Les pays de salines (Franche-Comté, Alsace et Lorraine) possédaient des gisements de sel minéral où le prix du minot variait de 10 à 26 livres tournoi et la consommation atteignait 14 livres
Les pays rédimés: le minot y coûtait 6 à 12 livres et la consommation s'élevait à 18 livres.
Les pays de quart bouillon correspondaient à peu près au Cotentin et à ses alentours. Cette zone produisait du sel marin grâce à des sauneries où l'on triait le sable imprégné d'eau de mer après l'avoir fait bouillir: un quart de la production revenait de droit au roi et le sel s'y vendait 13 livres le minot.

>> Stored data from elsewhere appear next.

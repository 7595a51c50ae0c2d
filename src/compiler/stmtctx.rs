//! Statement-level context management: view declaration, anchors, and the
//! final namespace-stripping pass.

use crate::ast::Span;
use crate::ast::expr::Expr as QlExpr;
use crate::compiler::astutils;
use crate::compiler::context::Compiler;
use crate::compiler::error::{CompileError, CompileResult};
use crate::ir::{IrStatement, Namespace, SetId};
use crate::schema::{PtrRef, PtrSource, QualName, TypeKind, TypeRef, type_of};
use indexmap::IndexMap;
use smol_str::SmolStr;

/// A pre-bound name supplied by the embedder.
#[derive(Debug, Clone, Copy)]
pub enum AnchorTarget {
    /// The anchor denotes the whole extent of a type.
    Type(TypeRef),
    /// The anchor denotes a pointer traversal off its source.
    Pointer(PtrRef),
}

impl Compiler<'_> {
    /// Declares a statement-local view for `alias := expr`.
    ///
    /// The body compiles in a detached, fenced subcontext under a fresh
    /// weak namespace; the namespace is recorded on the enclosing fence so
    /// the final pass can strip it. The view's own path id is restored to
    /// the outer namespace so external references use the plain id.
    pub(crate) fn declare_view(
        &mut self,
        expr: &QlExpr,
        alias: &SmolStr,
        fully_detached: bool,
    ) -> CompileResult<SetId> {
        let qlstmt = astutils::ensure_qlstmt(expr);

        let outer_namespace = self.ctx().path_id_namespace.clone();
        let outer_scope = self.ctx().scope;

        let view_counter = self.aliases.get("w");
        let view_name = QualName::new("_", format!("{alias}@@{view_counter}"));

        let view_set = self.in_subquery(|c| {
            let fence = c.scope_tree.add_fence(outer_scope);
            c.ctx_mut().scope = fence;

            if !fully_detached {
                let ns = c.aliases.get("ns");
                c.scope_tree.add_namespace(outer_scope, ns.clone());
                c.ctx_mut().path_id_namespace.push(ns);
            }

            c.ctx_mut().toplevel_result_view_name = Some(view_name.clone());
            c.compile_statement(&qlstmt)
        })?;

        // The view path id itself must live in the outer namespace.
        let restored = self
            .ir
            .set(view_set)
            .path_id
            .replace_namespace(
                outer_namespace
                    .iter()
                    .map(|ns| Namespace::Weak(ns.clone()))
                    .collect(),
            );
        self.ir.set_mut(view_set).path_id = restored;

        let view_ty = self.ir.set(view_set).ty;
        self.ctx_mut().aliased_views.insert(alias.clone(), view_ty);
        self.ctx_mut().pathvars.insert(alias.clone(), view_set);

        Ok(view_set)
    }

    /// Materializes a view stored in the schema: parses its body, compiles
    /// it in a fully detached context, and caches the result on the view
    /// name. A placeholder class set is cached before compilation so
    /// self-referential views resolve to their own base instead of
    /// recursing forever.
    pub(crate) fn declare_view_from_schema(
        &mut self,
        view_ty: TypeRef,
        span: &Span,
    ) -> CompileResult<SetId> {
        let (name, expr_text) = {
            let ty = type_of(self.schema, &self.derived, view_ty);
            let TypeKind::View { expr, .. } = &ty.kind else {
                return Err(CompileError::internal(format!(
                    "{} is not a view",
                    ty.name
                )));
            };
            (ty.name.clone(), expr.clone())
        };

        if let Some(cached) = self.view_cache.get(&name) {
            if let Some(set) = cached {
                return Ok(*set);
            }
            return Err(CompileError::reference(
                format!("cyclic definition of view {name}"),
                Some(span.clone()),
            ));
        }

        // Cycle breaker: until the body finishes compiling, references to
        // this view resolve to its plain class set.
        let placeholder = self.class_set(view_ty, Some(span.clone()));
        self.view_cache.insert(name.clone(), Some(placeholder));

        let parsed = crate::parser::parse_statement_internal(&expr_text).map_err(|diag| {
            CompileError::new(
                crate::compiler::error::CompileErrorKind::Syntax,
                format!("error in the definition of view {name}: {}", diag.message),
                Some(span.clone()),
            )
        })?;

        let alias = name.name.clone();
        let view_set = self.in_subquery(|c| {
            let stmt_expr = QlExpr::Statement(Box::new(parsed), span.clone());
            c.declare_view(&stmt_expr, &alias, true)
        })?;

        self.views.insert(name.clone(), self.ir.set(view_set).ty);
        self.view_cache.insert(name, Some(view_set));
        Ok(view_set)
    }

    /// Installs embedder-supplied anchors into the root context.
    pub(crate) fn populate_anchors(
        &mut self,
        anchors: &[(SmolStr, AnchorTarget)],
    ) -> CompileResult<()> {
        for (name, target) in anchors {
            let set = match target {
                AnchorTarget::Type(ty) => self.class_set(*ty, None),
                AnchorTarget::Pointer(ptr_ref) => {
                    let ptr = self.ptr_data(*ptr_ref);
                    let PtrSource::Type(source_ty) = ptr.source else {
                        return Err(CompileError::expression(
                            format!("anchor '{name}' must be a link on an object type"),
                            None,
                        ));
                    };
                    let source = self.class_set(source_ty, None);
                    self.extend_path(
                        source,
                        *ptr_ref,
                        crate::ast::expr::PtrDirection::Outbound,
                        ptr.target,
                        &(0..0),
                    )?
                }
            };
            self.ir.set_mut(set).anchor = Some(name.clone());
            self.ctx_mut().anchors.insert(name.clone(), set);
        }
        Ok(())
    }

    /// The final pass: strips weak namespaces from every recorded set and
    /// every scope-tree node, then packages the finished IR.
    pub(crate) fn fini_expression(mut self, root: SetId) -> IrStatement {
        for set in self.ir.sets.iter_mut() {
            if set.path_id.namespace().iter().any(|ns| ns.is_weak()) {
                set.path_id = set.path_id.strip_weak_namespaces();
            }
            set.path_scope = set
                .path_scope
                .iter()
                .map(|p| p.strip_weak_namespaces())
                .collect();
        }
        self.scope_tree.strip_weak_namespaces();

        let params: IndexMap<SmolStr, TypeRef> = self
            .ctx()
            .arguments
            .iter()
            .map(|(k, v)| (k.clone(), *v))
            .collect();

        IrStatement {
            root,
            ir: self.ir,
            scope_tree: self.scope_tree,
            params,
            views: self.views,
            derived: self.derived,
        }
    }
}
//! Shared clause compilation: FILTER, ORDER BY, OFFSET, and LIMIT.

use crate::ast::expr::{Expr as QlExpr, SortDirection, SortExpr};
use crate::compiler::context::Compiler;
use crate::compiler::error::CompileResult;
use crate::ir::{SetId, SortExprIr};

impl Compiler<'_> {
    /// Compiles a FILTER condition inside its own fence. Aggregates inside
    /// the filter may not unnest past it.
    pub(crate) fn compile_where_clause(
        &mut self,
        where_: Option<&QlExpr>,
    ) -> CompileResult<Option<SetId>> {
        let Some(where_) = where_ else {
            return Ok(None);
        };

        let set = self.in_fenced(|c| {
            let scope = c.current_scope();
            c.scope_tree.node_mut(scope).unnest_fence = true;
            c.ctx_mut().clause = Some("filter");
            let set = c.compile_expr(where_)?;
            Ok(c.scoped_set(set))
        })?;

        Ok(Some(set))
    }

    /// Compiles ORDER BY items. Each item gets its own fence and must be a
    /// singleton per iteration; the direction is normalized to an explicit
    /// `ASC` when absent.
    pub(crate) fn compile_orderby_clause(
        &mut self,
        sortexprs: &[SortExpr],
    ) -> CompileResult<Vec<SortExprIr>> {
        let mut result = Vec::new();

        for sortexpr in sortexprs {
            let set = self.in_fenced(|c| {
                let scope = c.current_scope();
                c.scope_tree.node_mut(scope).unnest_fence = true;
                c.ctx_mut().clause = Some("orderby");
                let set = c.compile_expr(&sortexpr.expr)?;
                let set = c.scoped_set(set);
                c.enforce_singleton(set)?;
                Ok(set)
            })?;

            result.push(SortExprIr {
                expr: set,
                direction: sortexpr.direction.unwrap_or(SortDirection::Asc),
                nones_order: sortexpr.nones_order,
            });
        }

        Ok(result)
    }

    /// Compiles an OFFSET or LIMIT operand: fenced (both operands are
    /// whole-set) and singleton-checked.
    pub(crate) fn compile_limit_offset_clause(
        &mut self,
        expr: Option<&QlExpr>,
    ) -> CompileResult<Option<SetId>> {
        let Some(expr) = expr else {
            return Ok(None);
        };

        let set = self.in_fenced(|c| {
            c.ctx_mut().clause = Some("offsetlimit");
            let set = c.compile_expr(expr)?;
            let set = c.scoped_set(set);
            c.enforce_singleton(set)?;
            Ok(set)
        })?;

        Ok(Some(set))
    }
}
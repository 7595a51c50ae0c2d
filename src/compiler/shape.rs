//! Shape compilation: projections, computables, nested mutation shapes,
//! and view-type derivation.
//!
//! Shapes compile onto their source set: each element becomes a set hung
//! off `SetNode::shape`, and the source's type is replaced by a derived
//! view type. Plain object shapes get an implicit `id` element; shapes on
//! link traversals get an implicit `@target`.

use crate::ast::Span;
use crate::ast::expr::{
    Path, PathStep as AstStep, Ptr, PtrDirection, PtrKind, Shape, ShapeElement,
};
use crate::compiler::astutils;
use crate::compiler::context::{Compiler, PartialPointer};
use crate::compiler::error::{CompileError, CompileResult};
use crate::ir::infer::{Cardinality, InferCtx, infer_cardinality};
use crate::ir::{
    DeclaredCardinality, Expr, InsertStmt, PointerRef, SelectStmt, SetId, SetNode, StmtKind,
    StmtNode,
};
use crate::schema::{
    PointerKind, Pointer, PtrCardinality, PtrSource, QualName, TypeRef, is_subclass,
    material_type, resolve_pointer, type_of,
};
use smol_str::SmolStr;

/// Flags steering one shape compilation.
#[derive(Debug, Clone, Copy, Default)]
pub(crate) struct ShapeOpts {
    pub include_implicit: bool,
    pub is_insert: bool,
    pub is_update: bool,
    /// Mutation shapes may not reference unknown pointers.
    pub require_known_pointers: bool,
}
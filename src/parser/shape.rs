//! Shape parsing: `Expr { elem, elem, … }`.
//!
//! A shape element is a pointer spec (optionally direction-prefixed,
//! type-qualified, or a link property), a recursion marker, a sub-shape, an
//! explicit computable, and optional per-element clauses.

use crate::ast::expr::{
    Expr, Path, PathStep, Ptr, PtrDirection, PtrKind, Shape, ShapeElement,
};
use crate::ast::merge_spans;
use crate::lexer::token::TokenKind;
use crate::parser::QlParser;
use crate::parser::base::ParseResult;

impl QlParser<'_> {
    /// Parses `{ elements }` following `subject` and wraps both in a shape.
    pub(crate) fn parse_shape_for(&mut self, subject: Expr) -> ParseResult<Expr> {
        let start = subject.span();
        let (elements, end) = self.parse_shape_block()?;
        let span = merge_spans(&start, &end);
        Ok(Expr::Shape(Shape {
            expr: Box::new(subject),
            elements,
            span,
        }))
    }

    /// Parses a braced element list, returning the elements and the span of
    /// the closing brace.
    pub(crate) fn parse_shape_block(
        &mut self,
    ) -> ParseResult<(Vec<ShapeElement>, crate::ast::Span)> {
        self.stream.expect(TokenKind::LBrace)?;
        let mut elements = Vec::new();

        while !self.stream.check(&TokenKind::RBrace) {
            elements.push(self.parse_shape_element()?);
            if !self.stream.consume(&TokenKind::Comma) {
                break;
            }
        }

        let end = self.stream.expect(TokenKind::RBrace)?;
        Ok((elements, end))
    }

    fn parse_shape_element(&mut self) -> ParseResult<ShapeElement> {
        let path = self.parse_shape_path()?;
        let mut element = ShapeElement::pointer(path);
        let mut span = element.span.clone();

        // `link*` or `link*3` recursion marker.
        if self.stream.consume(&TokenKind::Star) {
            element.recurse = true;
            span = merge_spans(&span, &self.stream.previous_span());
            if let TokenKind::IntLiteral(_) = self.stream.current().kind {
                let limit = self.parse_expr()?;
                span = merge_spans(&span, &limit.span());
                element.recurse_limit = Some(limit);
            }
        }

        if self.stream.consume(&TokenKind::Colon) {
            // Sub-shape, optionally prefixed by a target type:
            // `friends: { name }`, `owner: User { name }`, `pet: Animal`.
            if self.stream.check(&TokenKind::LBrace) {
                let (nested, end) = self.parse_shape_block()?;
                element.elements = nested;
                span = merge_spans(&span, &end);
            } else {
                let target = self.parse_class_ref("a type name")?;
                span = merge_spans(&span, &target.span);
                set_tip_target(&mut element.path, target)
                    .map_err(|msg| self.stream.error_here(msg))?;
                if self.stream.check(&TokenKind::LBrace) {
                    let (nested, end) = self.parse_shape_block()?;
                    element.elements = nested;
                    span = merge_spans(&span, &end);
                }
            }
        } else if self.stream.consume(&TokenKind::Turnstile) {
            let compexpr = self.parse_expr()?;
            span = merge_spans(&span, &compexpr.span());
            element.compexpr = Some(compexpr);
        }

        if self.stream.consume(&TokenKind::Filter) {
            let cond = self.parse_expr()?;
            span = merge_spans(&span, &cond.span());
            element.where_ = Some(cond);
        }

        if self.stream.check(&TokenKind::Order) {
            let sort = self.parse_order_by()?;
            if let Some(last) = sort.last() {
                span = merge_spans(&span, &last.span);
            }
            element.orderby = sort;
        }

        if self.stream.consume(&TokenKind::Offset) {
            let offset = self.parse_expr()?;
            span = merge_spans(&span, &offset.span());
            element.offset = Some(offset);
        }

        if self.stream.consume(&TokenKind::Limit) {
            let limit = self.parse_expr()?;
            span = merge_spans(&span, &limit.span());
            element.limit = Some(limit);
        }

        element.span = span;
        Ok(element)
    }

    /// The pointer spec of a shape element.
    ///
    /// Accepted forms: `name`, `.name`, `.>name`, `.<name`, `@prop`,
    /// `Type.name`, each with an optional `[IS Target]` filter.
    fn parse_shape_path(&mut self) -> ParseResult<Path> {
        let tok = self.stream.current().clone();

        let mut path = match &tok.kind {
            TokenKind::At => {
                self.stream.advance();
                let (name, end) = self.stream.expect_name("a link property name")?;
                let span = merge_spans(&tok.span, &end);
                Path {
                    steps: vec![PathStep::Ptr(Ptr {
                        module: None,
                        name,
                        direction: PtrDirection::Outbound,
                        kind: PtrKind::Property,
                        target: None,
                        span: span.clone(),
                    })],
                    partial: true,
                    span,
                }
            }
            TokenKind::Dot | TokenKind::DotFw | TokenKind::DotBw => {
                let direction = if matches!(tok.kind, TokenKind::DotBw) {
                    PtrDirection::Inbound
                } else {
                    PtrDirection::Outbound
                };
                self.stream.advance();
                let (name, end) = self.stream.expect_name("a pointer name")?;
                let span = merge_spans(&tok.span, &end);
                Path {
                    steps: vec![PathStep::Ptr(Ptr {
                        module: None,
                        name,
                        direction,
                        kind: PtrKind::Link,
                        target: None,
                        span: span.clone(),
                    })],
                    partial: true,
                    span,
                }
            }
            TokenKind::Ident(_) | TokenKind::QuotedIdent(_) => {
                let first = self.parse_class_ref("a pointer name")?;

                if self.stream.check(&TokenKind::Dot) {
                    // `Type.ptr` — pointer qualified by its source type.
                    self.stream.advance();
                    let (name, end) = self.stream.expect_name("a pointer name")?;
                    let span = merge_spans(&first.span, &end);
                    Path {
                        steps: vec![
                            PathStep::Root(first),
                            PathStep::Ptr(Ptr {
                                module: None,
                                name,
                                direction: PtrDirection::Outbound,
                                kind: PtrKind::Link,
                                target: None,
                                span: self.stream.previous_span(),
                            }),
                        ],
                        partial: false,
                        span,
                    }
                } else {
                    let span = first.span.clone();
                    Path {
                        steps: vec![PathStep::Ptr(Ptr {
                            module: first.module,
                            name: first.name,
                            direction: PtrDirection::Outbound,
                            kind: PtrKind::Link,
                            target: None,
                            span: span.clone(),
                        })],
                        partial: true,
                        span,
                    }
                }
            }
            kind => {
                return Err(self
                    .stream
                    .error_here(format!("expected a shape element, found {kind}")));
            }
        };

        // `[IS Target]` on the pointer itself.
        if self.stream.check(&TokenKind::LBracket)
            && matches!(self.stream.peek().map(|t| &t.kind), Some(TokenKind::Is))
        {
            self.stream.advance();
            self.stream.advance();
            let target = self.parse_class_ref("a type name")?;
            let end = self.stream.expect(TokenKind::RBracket)?;
            path.span = merge_spans(&path.span, &end);
            set_tip_target(&mut path, target).map_err(|msg| self.stream.error_here(msg))?;
        }

        Ok(path)
    }
}

/// Sets the `[IS T]` target on the final pointer step of a shape path.
fn set_tip_target(
    path: &mut Path,
    target: crate::ast::expr::ClassRef,
) -> Result<(), &'static str> {
    match path.steps.last_mut() {
        Some(PathStep::Ptr(ptr)) if ptr.target.is_none() => {
            ptr.target = Some(target);
            Ok(())
        }
        Some(PathStep::Ptr(_)) => Err("duplicate type filter on shape pointer"),
        _ => Err("type filter requires a pointer"),
    }
}
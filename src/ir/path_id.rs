//! Canonical path identifiers.
//!
//! A [`PathId`] names a path expression irrespective of syntax: a root type
//! followed by pointer-traversal (or tuple-field) steps, optionally
//! qualified by namespaces. Two syntactic paths with the same id denote the
//! same set, which is what the compiler's interning map keys on.

use crate::ast::expr::PtrDirection;
use crate::schema::{PtrRef, TypeRef};
use smol_str::SmolStr;

/// One step of a canonical path.
#[derive(Debug, Clone, PartialEq, Eq, Hash)]
pub enum PathStep {
    Ptr {
        ptr: PtrRef,
        direction: PtrDirection,
        target: TypeRef,
    },
    TupleField {
        name: SmolStr,
        target: TypeRef,
    },
}

impl PathStep {
    pub fn target(&self) -> TypeRef {
        match self {
            PathStep::Ptr { target, .. } | PathStep::TupleField { target, .. } => *target,
        }
    }
}

/// A namespace qualifier on a path id.
///
/// Weak namespaces isolate view-local paths during compilation and are
/// stripped from the final IR. Expression namespaces name generated sets
/// (one per internal alias) and survive stripping, keeping derived sets'
/// ids unique.
#[derive(Debug, Clone, PartialEq, Eq, Hash)]
pub enum Namespace {
    Weak(SmolStr),
    Expr(SmolStr),
}

impl Namespace {
    pub fn is_weak(&self) -> bool {
        matches!(self, Namespace::Weak(_))
    }
}

/// Canonical identifier of a path expression.
#[derive(Debug, Clone, PartialEq, Eq, Hash)]
pub struct PathId {
    root: TypeRef,
    steps: Vec<PathStep>,
    namespace: Vec<Namespace>,
    /// True for ids denoting the pointer itself rather than its target
    /// (link-property paths hang off these).
    ptr_path: bool,
}

impl PathId {
    /// The id of a bare class reference.
    pub fn from_type(root: TypeRef) -> Self {
        Self {
            root,
            steps: Vec::new(),
            namespace: Vec::new(),
            ptr_path: false,
        }
    }

    /// Extends with a pointer traversal step.
    pub fn extend(&self, ptr: PtrRef, direction: PtrDirection, target: TypeRef) -> Self {
        let mut next = self.clone();
        next.steps.push(PathStep::Ptr {
            ptr,
            direction,
            target,
        });
        next.ptr_path = false;
        next
    }

    /// Extends with a tuple-field indirection step.
    pub fn extend_tuple(&self, name: SmolStr, target: TypeRef) -> Self {
        let mut next = self.clone();
        next.steps.push(PathStep::TupleField { name, target });
        next.ptr_path = false;
        next
    }

    /// The pointer-flavored variant of this id, used as the base for
    /// link-property paths.
    pub fn ptr_path(&self) -> Self {
        let mut next = self.clone();
        next.ptr_path = true;
        next
    }

    pub fn is_ptr_path(&self) -> bool {
        self.ptr_path
    }

    pub fn root_type(&self) -> TypeRef {
        self.root
    }

    /// The type at the tip of the path.
    pub fn target_type(&self) -> TypeRef {
        self.steps.last().map(|s| s.target()).unwrap_or(self.root)
    }

    pub fn steps(&self) -> &[PathStep] {
        &self.steps
    }

    /// Number of steps; a bare root has length zero.
    pub fn len(&self) -> usize {
        self.steps.len()
    }

    pub fn is_empty(&self) -> bool {
        self.steps.is_empty()
    }

    pub fn namespace(&self) -> &[Namespace] {
        &self.namespace
    }

    /// All prefixes of this id, shortest first, the id itself included.
    /// Every prefix carries the same namespace qualification.
    pub fn iter_prefixes(&self) -> impl Iterator<Item = PathId> + '_ {
        (0..=self.steps.len()).map(move |n| PathId {
            root: self.root,
            steps: self.steps[..n].to_vec(),
            namespace: self.namespace.clone(),
            ptr_path: if n == self.steps.len() {
                self.ptr_path
            } else {
                false
            },
        })
    }

    /// True when `prefix` is a (non-strict) prefix of this id.
    pub fn starts_with(&self, prefix: &PathId) -> bool {
        self.root == prefix.root
            && self.namespace == prefix.namespace
            && self.steps.len() >= prefix.steps.len()
            && self.steps[..prefix.steps.len()] == prefix.steps[..]
    }

    /// True when this id extends any member of `others`.
    pub fn starts_any_of<'a>(&self, others: impl IntoIterator<Item = &'a PathId>) -> bool {
        others.into_iter().any(|other| self.starts_with(other))
    }

    /// Appends a weak namespace qualifier.
    pub fn with_weak_namespace(&self, ns: SmolStr) -> Self {
        let mut next = self.clone();
        next.namespace.push(Namespace::Weak(ns));
        next
    }

    /// Appends an expression-alias namespace (generated sets).
    pub fn with_expr_namespace(&self, ns: SmolStr) -> Self {
        let mut next = self.clone();
        next.namespace.push(Namespace::Expr(ns));
        next
    }

    /// Replaces the namespace qualification wholesale.
    pub fn replace_namespace(&self, namespace: Vec<Namespace>) -> Self {
        let mut next = self.clone();
        next.namespace = namespace;
        next
    }

    /// Drops every weak namespace qualifier; the final pass applies this to
    /// all recorded ids before the IR is handed out.
    pub fn strip_weak_namespaces(&self) -> Self {
        let mut next = self.clone();
        next.namespace.retain(|ns| !ns.is_weak());
        next
    }
}

#[cfg(test)]
mod tests {
    use super::*;
    use crate::schema::{DerivedTypeId, PtrId, TypeId};

    fn ty(n: u32) -> TypeRef {
        TypeRef::Schema(TypeId(n))
    }

    fn ptr(n: u32) -> PtrRef {
        PtrRef::Schema(PtrId(n))
    }

    #[test]
    fn extend_builds_distinct_ids() {
        let root = PathId::from_type(ty(0));
        let a = root.extend(ptr(1), PtrDirection::Outbound, ty(2));
        let b = root.extend(ptr(1), PtrDirection::Inbound, ty(2));
        assert_ne!(a, b);
        assert_eq!(a.target_type(), ty(2));
        assert_eq!(a.len(), 1);
    }

    #[test]
    fn equal_paths_hash_equal() {
        let a = PathId::from_type(ty(0)).extend(ptr(1), PtrDirection::Outbound, ty(2));
        let b = PathId::from_type(ty(0)).extend(ptr(1), PtrDirection::Outbound, ty(2));
        assert_eq!(a, b);
        use std::collections::HashSet;
        let mut set = HashSet::new();
        set.insert(a);
        assert!(set.contains(&b));
    }

    #[test]
    fn prefixes_shortest_first() {
        let id = PathId::from_type(ty(0))
            .extend(ptr(1), PtrDirection::Outbound, ty(2))
            .extend(ptr(3), PtrDirection::Outbound, ty(4));
        let prefixes: Vec<_> = id.iter_prefixes().collect();
        assert_eq!(prefixes.len(), 3);
        assert_eq!(prefixes[0].len(), 0);
        assert_eq!(prefixes[2], id);
        assert!(id.starts_with(&prefixes[1]));
        assert!(!prefixes[1].starts_with(&id));
    }

    #[test]
    fn namespace_qualification_separates_ids() {
        let plain = PathId::from_type(ty(0));
        let namespaced = plain.with_weak_namespace("ns1".into());
        assert_ne!(plain, namespaced);
        assert_eq!(namespaced.strip_weak_namespaces(), plain);
        assert!(!namespaced.starts_with(&plain));
    }

    #[test]
    fn tuple_steps_and_ptr_paths() {
        let base = PathId::from_type(ty(0)).extend(ptr(1), PtrDirection::Outbound, ty(2));
        let field = base.extend_tuple("0".into(), ty(3));
        assert_eq!(field.target_type(), ty(3));

        let as_ptr = base.ptr_path();
        assert_ne!(base, as_ptr);
        assert!(as_ptr.is_ptr_path());
        let derived_target = TypeRef::Derived(DerivedTypeId(0));
        let lprop = as_ptr.extend(ptr(9), PtrDirection::Outbound, derived_target);
        assert_eq!(lprop.target_type(), derived_target);
        assert!(!lprop.is_ptr_path());
    }
}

Les pays exempts, enfin: la Bretagne, le Hainaut, la Flandre, l'Artois, le Béarn, la Navarre. Le commerce du sel y était parfaitement libre et le prix au détail était, par exemple, de un sou la livre en Bretagne.
Les contrevenants aux règles concernant le commerce du sel étaient soumis à des peines très rudes comme six ans de galères pour contrebande récidiviste à pied et sans armes. Les juges pris dans cette contrebande étaient toujours condamnés à mort. Cette rigueur, au XVIII eme siècle, était devenue souvent plus théorique que réelle et le fouet pour les femmes n'était plus, dans le Maine, qu'un lointain souvenir. Mais la panoplie des peines, l'incohérence de la géographie, les abus des officiers et des gabelous, cristallisèrent la haine du tiers état contre la gabelle, impôt symbolique de l'Ancien Régime tel que le dénoncèrent les révolutionnaires de 1789.